Skip to content

Lesson 2: What is a Token?

A token is the basic unit an AI model works with. It is not a word — it is a chunk of text. Every piece of text the model reads or writes is first broken down into tokens through a process called tokenisation.

Consider the word “understanding”:

  • It might be split into ["under", "stand", "ing"] — three tokens
  • A shorter word like “cat” is typically a single token
  • Numbers, punctuation, and spaces are also tokens

The exact split depends on the model’s tokeniser — a fixed vocabulary of token patterns learned during training.
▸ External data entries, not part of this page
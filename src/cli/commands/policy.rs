use clap::Subcommand;
use serde_json::json;
use std::path::PathBuf;
use std::sync::Arc;

use crate::authz::{normalize_path, AuthorizationEngine, Decision, PolicyTable};
use crate::cli::utils::{output_error, output_success};
use crate::cli::OutputFormat;
use crate::config::AppConfig;
use crate::types::Role;

#[derive(Subcommand)]
pub enum PolicyCommands {
    #[command(about = "Compile a policy file (or the built-in table) and report errors")]
    Validate {
        #[arg(long, help = "Policy YAML file (defaults to the built-in table)")]
        file: Option<PathBuf>,
    },

    #[command(about = "Show whether a role may reach a path")]
    Check {
        #[arg(long, help = "Role: ADMIN, SUPPORT, CLIENT or FREELANCER")]
        role: Role,
        #[arg(long, help = "Request path, e.g. /api/missions/42")]
        path: String,
        #[arg(long, help = "Policy YAML file (defaults to the built-in table)")]
        file: Option<PathBuf>,
    },
}

pub fn handle(cmd: PolicyCommands, output_format: OutputFormat) -> anyhow::Result<()> {
    match cmd {
        PolicyCommands::Validate { file } => {
            let policy = PolicyTable::load(file.as_deref())?;
            // Public and enrollment lists come from the same settings the server reads
            let authz = AppConfig::from_env().authz;
            AuthorizationEngine::new(Arc::new(policy.clone()), &authz.public_paths)?
                .with_enrollment_paths(&authz.enrollment_paths)?;
            let summary: serde_json::Map<_, _> = policy
                .roles()
                .into_iter()
                .map(|role| {
                    let patterns: Vec<&str> = policy.patterns_for(role).iter().map(|p| p.as_str()).collect();
                    (role.to_string(), json!(patterns))
                })
                .collect();

            if output_format == OutputFormat::Text {
                for (role, patterns) in &summary {
                    println!("{}: {}", role, patterns);
                }
            }
            output_success(
                output_format,
                "Policy is valid",
                Some(json!({
                    "roles": summary,
                    "public_paths": authz.public_paths,
                    "enrollment_paths": authz.enrollment_paths,
                })),
            )
        }
        PolicyCommands::Check { role, path, file } => {
            let policy = PolicyTable::load(file.as_deref())?;
            let authz = AppConfig::from_env().authz;
            let engine = AuthorizationEngine::new(Arc::new(policy), &authz.public_paths)?
                .with_enrollment_paths(&authz.enrollment_paths)?;
            let path = normalize_path(&path);

            if engine.is_public(&path) {
                return output_success(
                    output_format,
                    &format!("{} is public", path),
                    Some(json!({ "path": path, "allowed": true, "public": true })),
                );
            }
            if engine.is_enrollment(&path) {
                return output_success(
                    output_format,
                    &format!("{} is open to any signed-in identity", path),
                    Some(json!({ "path": path, "allowed": true, "enrollment": true })),
                );
            }

            match engine.authorize(Some(role), &path) {
                Decision::Allow => output_success(
                    output_format,
                    &format!("{} may access {}", role, path),
                    Some(json!({ "path": path, "role": role, "allowed": true })),
                ),
                Decision::Deny(reason) => {
                    output_error(
                        output_format,
                        &format!("{} may not access {}", role, path),
                        Some(reason.as_str()),
                    )?;
                    std::process::exit(2);
                }
            }
        }
    }
}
Different model families use different tokenisers, so the same text may produce different token counts.

Tokens matter because:

  1. Pricing — Most AI APIs charge per token (input + output)
  2. Context limits — Every model has a maximum number of tokens it can handle at once
  3. Speed — More tokens means longer processing time
  4. Quality — How text is tokenised affects the model’s ability to understand and generate it
  • 1 token is roughly 4 characters in English or ¾ of a word
  • 100 tokens is roughly 75 words
  • A typical page of text is around 300-400 tokens
  • Code tends to use more tokens than prose because of syntax, indentation, and special characters

When working with AI tools, awareness of tokens helps you:

  • Estimate costs before running expensive operations
  • Stay within limits by keeping prompts focused
  • Understand errors when a model says your input is too long
  • Optimise performance by reducing unnecessary context